Далее Голицын пишет: "Я хотел, чтобы место могилы Александра Осиповича не было утрачено, и велел насыпать груду камней и поставить деревянный крест. На возвратном пути я опять нашёл его в целости, но так как наш скромный памятник стоит на большой дороге, на поле, где жители сеют хлеб, то плуг ского сравняет это место. Зная расположение полковника Ховена к вам и покойному, я просил его поставить какой-нибудь камень с надписью". После смерти Корниловича вещи и бумаги его остались у Голицына.
Смерть друга потрясла Валериана. Ему хотелось сохранить память о своём товарище, перенеся любовь к нему на его близких.

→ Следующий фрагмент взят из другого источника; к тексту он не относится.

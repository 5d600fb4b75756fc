use std::path::{Path, PathBuf};

#[cfg(feature = "config")]
use core_config::{ConfigError, FromEnv, env_or_default};

/// Default directory for collection files, relative to the working directory.
pub const DEFAULT_DATA_DIR: &str = "./db";

/// JSON file store configuration
///
/// # Example
///
/// ```ignore
/// use database::json::JsonStoreConfig;
///
/// // Manual construction
/// let config = JsonStoreConfig::new("/var/lib/products-api");
///
/// // From environment variables (requires `config` feature)
/// let config = JsonStoreConfig::from_env()?;
/// ```
#[derive(Clone, Debug, PartialEq, Eq)]
pub struct JsonStoreConfig {
    /// Directory holding one `<collection>.json` file per collection
    pub data_dir: PathBuf,
}

impl JsonStoreConfig {
    pub fn new(data_dir: impl Into<PathBuf>) -> Self {
        Self {
            data_dir: data_dir.into(),
        }
    }

    pub fn data_dir(&self) -> &Path {
        &self.data_dir
    }

    /// File path for `collection`.
    pub fn collection_path(&self, collection: &str) -> PathBuf {
        self.data_dir.join(format!("{}.json", collection))
    }
}

impl Default for JsonStoreConfig {
    fn default() -> Self {
        Self::new(DEFAULT_DATA_DIR)
    }
}

/// Load JsonStoreConfig from environment variables
///
/// Environment variables:
/// - `DATA_DIR` (optional, default: `./db`)
#[cfg(feature = "config")]
impl FromEnv for JsonStoreConfig {
    fn from_env() -> Result<Self, ConfigError> {
        let data_dir = env_or_default("DATA_DIR", DEFAULT_DATA_DIR);
        if data_dir.trim().is_empty() {
            return Err(ConfigError::ParseError {
                key: "DATA_DIR".to_string(),
                details: "must not be empty".to_string(),
            });
        }

        Ok(Self::new(data_dir))
    }
}

#[cfg(test)]
mod tests {
    use super::*;

    #[test]
    fn test_collection_path() {
        let config = JsonStoreConfig::new("/tmp/data");
        assert_eq!(
            config.collection_path("products"),
            PathBuf::from("/tmp/data/products.json")
        );
    }

    #[test]
    fn test_default_data_dir() {
        assert_eq!(JsonStoreConfig::default().data_dir(), Path::new("./db"));
    }

    #[cfg(feature = "config")]
    #[test]
    fn test_from_env() {
        temp_env::with_var("DATA_DIR", Some("/srv/data"), || {
            let config = JsonStoreConfig::from_env().unwrap();
            assert_eq!(config.data_dir, PathBuf::from("/srv/data"));
        });

        temp_env::with_var_unset("DATA_DIR", || {
            let config = JsonStoreConfig::from_env().unwrap();
            assert_eq!(config.data_dir, PathBuf::from(DEFAULT_DATA_DIR));
        });

        temp_env::with_var("DATA_DIR", Some("  "), || {
            assert!(JsonStoreConfig::from_env().is_err());
        });
    }
}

Он обращается к М.О. Без-Корниловичу: "Начатое по столь горестной причине знакомство, я надеюсь, продолжится в более приятных обстоятельствах, по крайней мере, это моё искреннее желание, ибо я очень любил вашего братца и не могу оставаться равнодушным к тем, кого он любил и которые его любят, а поэтому прошу Вас принять в число ваших знакомых и Валериана Голицына".
А тем временем "по воле его величества" декабрист вновь переводится в новый для него Кабардинский егерский полк, принимавший активное участие в войне с горцами. В 1835 году Валериан Михайлович участвует в экспедиции за Кубань.
В Кабардинском полку служило много декабристов. С 1829 по 1836 год в нём служил Н.П. Окулов, а с 1837 по 1843 год - М.А. Назимов, вместе с последним туда же прибыл А.И. Вегелин. К сожалению, мы ничего не знаем о взаимоотношениях Валериана с этими декабристами. Даже неизвестно, были ли знакомы Окулов и Голицын, хотя это не исключено.